### What you have to do
Below are entries; copy exactly the lines from the one with "#[arg(long, global = true, default_value_t" through the one with "let reply = match", both included, and leave out the rest.

### The input
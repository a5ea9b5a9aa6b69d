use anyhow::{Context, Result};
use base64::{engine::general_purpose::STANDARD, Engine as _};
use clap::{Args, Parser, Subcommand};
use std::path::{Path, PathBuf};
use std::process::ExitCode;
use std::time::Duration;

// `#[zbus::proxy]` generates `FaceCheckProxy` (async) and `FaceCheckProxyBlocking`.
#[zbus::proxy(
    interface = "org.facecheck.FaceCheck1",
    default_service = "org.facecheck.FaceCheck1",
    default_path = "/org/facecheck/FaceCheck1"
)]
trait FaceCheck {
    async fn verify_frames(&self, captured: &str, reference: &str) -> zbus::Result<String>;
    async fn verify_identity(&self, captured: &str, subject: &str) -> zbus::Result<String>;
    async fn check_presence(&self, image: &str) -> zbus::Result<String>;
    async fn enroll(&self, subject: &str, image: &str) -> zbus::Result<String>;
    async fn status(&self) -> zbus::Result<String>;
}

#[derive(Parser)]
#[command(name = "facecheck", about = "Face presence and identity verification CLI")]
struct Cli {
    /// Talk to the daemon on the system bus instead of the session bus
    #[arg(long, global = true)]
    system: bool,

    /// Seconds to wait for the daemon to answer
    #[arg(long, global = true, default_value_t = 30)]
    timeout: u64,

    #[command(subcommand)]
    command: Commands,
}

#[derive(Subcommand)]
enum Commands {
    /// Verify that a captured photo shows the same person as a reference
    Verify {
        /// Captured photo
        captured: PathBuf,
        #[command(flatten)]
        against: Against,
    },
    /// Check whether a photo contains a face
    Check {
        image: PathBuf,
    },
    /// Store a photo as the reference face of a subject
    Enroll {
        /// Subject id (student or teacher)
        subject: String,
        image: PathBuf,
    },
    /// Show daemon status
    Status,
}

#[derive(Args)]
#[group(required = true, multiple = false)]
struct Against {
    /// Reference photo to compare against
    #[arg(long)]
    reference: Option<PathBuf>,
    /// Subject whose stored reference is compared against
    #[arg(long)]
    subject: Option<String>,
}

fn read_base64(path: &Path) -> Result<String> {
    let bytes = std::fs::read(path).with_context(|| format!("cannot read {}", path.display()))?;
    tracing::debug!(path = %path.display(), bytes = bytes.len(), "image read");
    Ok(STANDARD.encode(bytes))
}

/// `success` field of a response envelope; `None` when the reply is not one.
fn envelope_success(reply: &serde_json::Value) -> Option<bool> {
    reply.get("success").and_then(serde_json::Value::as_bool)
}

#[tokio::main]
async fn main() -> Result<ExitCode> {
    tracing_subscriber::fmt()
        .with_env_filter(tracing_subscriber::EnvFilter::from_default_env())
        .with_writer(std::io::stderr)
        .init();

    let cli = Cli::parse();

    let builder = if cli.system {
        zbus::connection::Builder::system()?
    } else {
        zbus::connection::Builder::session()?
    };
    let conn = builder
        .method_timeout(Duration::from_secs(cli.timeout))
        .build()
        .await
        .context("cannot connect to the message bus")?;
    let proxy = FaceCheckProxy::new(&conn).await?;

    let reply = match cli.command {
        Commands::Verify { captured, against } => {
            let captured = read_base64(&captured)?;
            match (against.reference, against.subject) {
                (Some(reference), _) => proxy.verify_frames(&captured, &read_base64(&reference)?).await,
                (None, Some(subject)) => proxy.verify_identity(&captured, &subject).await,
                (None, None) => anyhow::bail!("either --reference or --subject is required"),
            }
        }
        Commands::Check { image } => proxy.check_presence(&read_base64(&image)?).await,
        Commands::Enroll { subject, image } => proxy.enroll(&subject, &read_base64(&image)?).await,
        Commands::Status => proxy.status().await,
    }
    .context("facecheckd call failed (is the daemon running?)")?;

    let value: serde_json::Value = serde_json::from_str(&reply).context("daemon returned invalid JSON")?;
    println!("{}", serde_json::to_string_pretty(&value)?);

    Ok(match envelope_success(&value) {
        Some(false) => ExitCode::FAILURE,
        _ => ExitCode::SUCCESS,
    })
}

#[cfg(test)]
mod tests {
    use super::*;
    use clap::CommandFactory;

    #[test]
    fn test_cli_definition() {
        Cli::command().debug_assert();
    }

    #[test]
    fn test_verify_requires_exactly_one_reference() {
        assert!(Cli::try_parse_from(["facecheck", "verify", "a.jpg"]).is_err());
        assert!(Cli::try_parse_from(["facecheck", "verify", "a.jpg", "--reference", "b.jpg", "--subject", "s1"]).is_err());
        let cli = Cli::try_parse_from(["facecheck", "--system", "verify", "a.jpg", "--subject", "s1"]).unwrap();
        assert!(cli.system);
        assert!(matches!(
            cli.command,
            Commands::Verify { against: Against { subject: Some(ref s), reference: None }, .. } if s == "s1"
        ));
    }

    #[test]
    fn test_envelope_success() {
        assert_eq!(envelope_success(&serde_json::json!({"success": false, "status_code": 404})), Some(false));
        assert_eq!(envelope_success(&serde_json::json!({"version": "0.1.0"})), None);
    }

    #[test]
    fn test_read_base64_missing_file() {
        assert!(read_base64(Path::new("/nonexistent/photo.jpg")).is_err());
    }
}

### Finished exercise
    #[arg(long, global = true, default_value_t = 30)]
    timeout: u64,

    #[command(subcommand)]
    command: Commands,
}

#[derive(Subcommand)]
enum Commands {
    /// Verify that a captured photo shows the same person as a reference
    Verify {
        /// Captured photo
        captured: PathBuf,
        #[command(flatten)]
        against: Against,
    },
    /// Check whether a photo contains a face
    Check {
        image: PathBuf,
    },
    /// Store a photo as the reference face of a subject
    Enroll {
        /// Subject id (student or teacher)
        subject: String,
        image: PathBuf,
    },
    /// Show daemon status
    Status,
}

#[derive(Args)]
#[group(required = true, multiple = false)]
struct Against {
    /// Reference photo to compare against
    #[arg(long)]
    reference: Option<PathBuf>,
    /// Subject whose stored reference is compared against
    #[arg(long)]
    subject: Option<String>,
}

fn read_base64(path: &Path) -> Result<String> {
    let bytes = std::fs::read(path).with_context(|| format!("cannot read {}", path.display()))?;
    tracing::debug!(path = %path.display(), bytes = bytes.len(), "image read");
    Ok(STANDARD.encode(bytes))
}

/// `success` field of a response envelope; `None` when the reply is not one.
fn envelope_success(reply: &serde_json::Value) -> Option<bool> {
    reply.get("success").and_then(serde_json::Value::as_bool)
}

#[tokio::main]
async fn main() -> Result<ExitCode> {
    tracing_subscriber::fmt()
        .with_env_filter(tracing_subscriber::EnvFilter::from_default_env())
        .with_writer(std::io::stderr)
        .init();

    let cli = Cli::parse();

    let builder = if cli.system {
        zbus::connection::Builder::system()?
    } else {
        zbus::connection::Builder::session()?
    };
    let conn = builder
        .method_timeout(Duration::from_secs(cli.timeout))
        .build()
        .await
        .context("cannot connect to the message bus")?;
    let proxy = FaceCheckProxy::new(&conn).await?;

    let reply = match cli.command {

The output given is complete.